The early phase of lymphatic vessels remodeling is dependent on IL-7. (A) Quantitative RT-PCR analysis of mRNA transcript for il-7 in wt mice at days 0, 2, 5, 8, 15, and 23 p.c. Transcripts were normalized to housekeeping gene pdgfrß. The RQ expression values were calibrated with day 0 p.c. salivary gland values. Data are representative means ± SEM of three to four experiments with six to four glands analyzed per group. *p < 0.05, **p < 0.01. (B) Histogram showing IL-7Rα expression (black) and isotype control (gray) on LECs in salivary glands at day 5 p.c. (C) Graph showing flow cytometry analysis of percentage of LEC in wt mice treated with isotype Ab (black bars) as compared with IL-7Ra blocking Ab–treated mice (gray bars) mice.

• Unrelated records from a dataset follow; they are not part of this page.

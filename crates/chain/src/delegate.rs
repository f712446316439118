//! Delegate round scheduling and the deterministic shuffle.

use meridian_primitives::{sha256, slot_number, AccountId, Hash160, Timestamp};

/// Index into the active delegate list owning the slot at `timestamp`.
pub fn slot_delegate_index(
    timestamp: Timestamp,
    block_interval_secs: u64,
    num_delegates: usize,
) -> usize {
    (slot_number(timestamp, block_interval_secs) % num_delegates as u64) as usize
}

/// Deterministically permute the rank-ordered delegate list with the round
/// seed.
///
/// Walks the list four positions at a time, swapping each position with one
/// chosen by the corresponding little-endian u64 word of the running
/// sha256, and rehashing between groups. Any two implementations given the
/// same list and seed produce the same permutation.
pub fn shuffle_delegates(mut delegates: Vec<AccountId>, seed: Hash160) -> Vec<AccountId> {
    let count = delegates.len();
    if count == 0 {
        return delegates;
    }
    let mut rand = sha256(seed.as_ref());
    let mut position = 0usize;
    while position < count {
        for word in 0..4 {
            if position >= count {
                break;
            }
            let bytes: [u8; 8] = rand.0[word * 8..word * 8 + 8]
                .try_into()
                .expect("sha256 is 32 bytes");
            let target = (u64::from_le_bytes(bytes) % count as u64) as usize;
            delegates.swap(position, target);
            position += 1;
        }
        rand = sha256(rand.as_ref());
    }
    delegates
}

#[cfg(test)]
mod tests {
    use super::*;
    use meridian_primitives::hash160;

    #[test]
    fn shuffle_is_deterministic() {
        let delegates: Vec<AccountId> = (1..=101).collect();
        let seed = hash160(b"round seed");
        let a = shuffle_delegates(delegates.clone(), seed);
        let b = shuffle_delegates(delegates.clone(), seed);
        assert_eq!(a, b);
        // A permutation, and virtually never the identity.
        let mut sorted = a.clone();
        sorted.sort_unstable();
        assert_eq!(sorted, delegates);
        assert_ne!(a, delegates);
    }

    #[test]
    fn different_seeds_give_different_orders() {
        let delegates: Vec<AccountId> = (1..=101).collect();
        let a = shuffle_delegates(delegates.clone(), hash160(b"seed-a"));
        let b = shuffle_delegates(delegates, hash160(b"seed-b"));
        assert_ne!(a, b);
    }

    #[test]
    fn empty_and_singleton_lists_are_fixed_points() {
        assert_eq!(shuffle_delegates(vec![], hash160(b"s")), Vec::<AccountId>::new());
        assert_eq!(shuffle_delegates(vec![9], hash160(b"s")), vec![9]);
    }

    #[test]
    fn slot_index_wraps_over_the_round() {
        assert_eq!(slot_delegate_index(0, 10, 101), 0);
        assert_eq!(slot_delegate_index(10, 10, 101), 1);
        assert_eq!(slot_delegate_index(1010, 10, 101), 0);
    }
}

Data are represented as mean ± SEM. *p < 0.05. (D) Graph showing flow cytometry analysis of absolute number of LEC in wt mice treated with isotype Ab (black bars) as compared with IL-7Ra blocking Ab–treated mice (gray bars) mice. Data are represented as mean ± SEM. (E and F) Graphs summarizing image analysis results showing differences observed in the number of lymphatic vessels/mm² of tissue area and average vessel area (mm²) in wt mice treated with IL-7Rα blocking Ab (gray bars) compared with isotype treated mice (black bars). Data are representative of two independent experiments with four to six glands analyzed per group. Data are shown as mean ± SEM. *p < 0.05, unpaired t test. (G) Representative photomicrograph of lymphatic vessels in infected salivary glands (day 5 p.c.) from IL-7Rα blocking Ab–treated mice (i and ii) in comparison with wt mice treated with isotype (iii and iv) stained for LYVE-1 (green). Scale bars, 100 μm. (H) Graphs showing summary of analysis for percentage of proliferating (BrdU⁺) gp38⁺CD31⁺ LEC within the CD45⁻EpCAM⁻ stromal fraction in wt mice treated with isotype Ab (black bars) as compared with IL-7Rα blocking Ab–treated mice (gray bars) mice. Data are represented as mean ± SEM. *p < 0.05.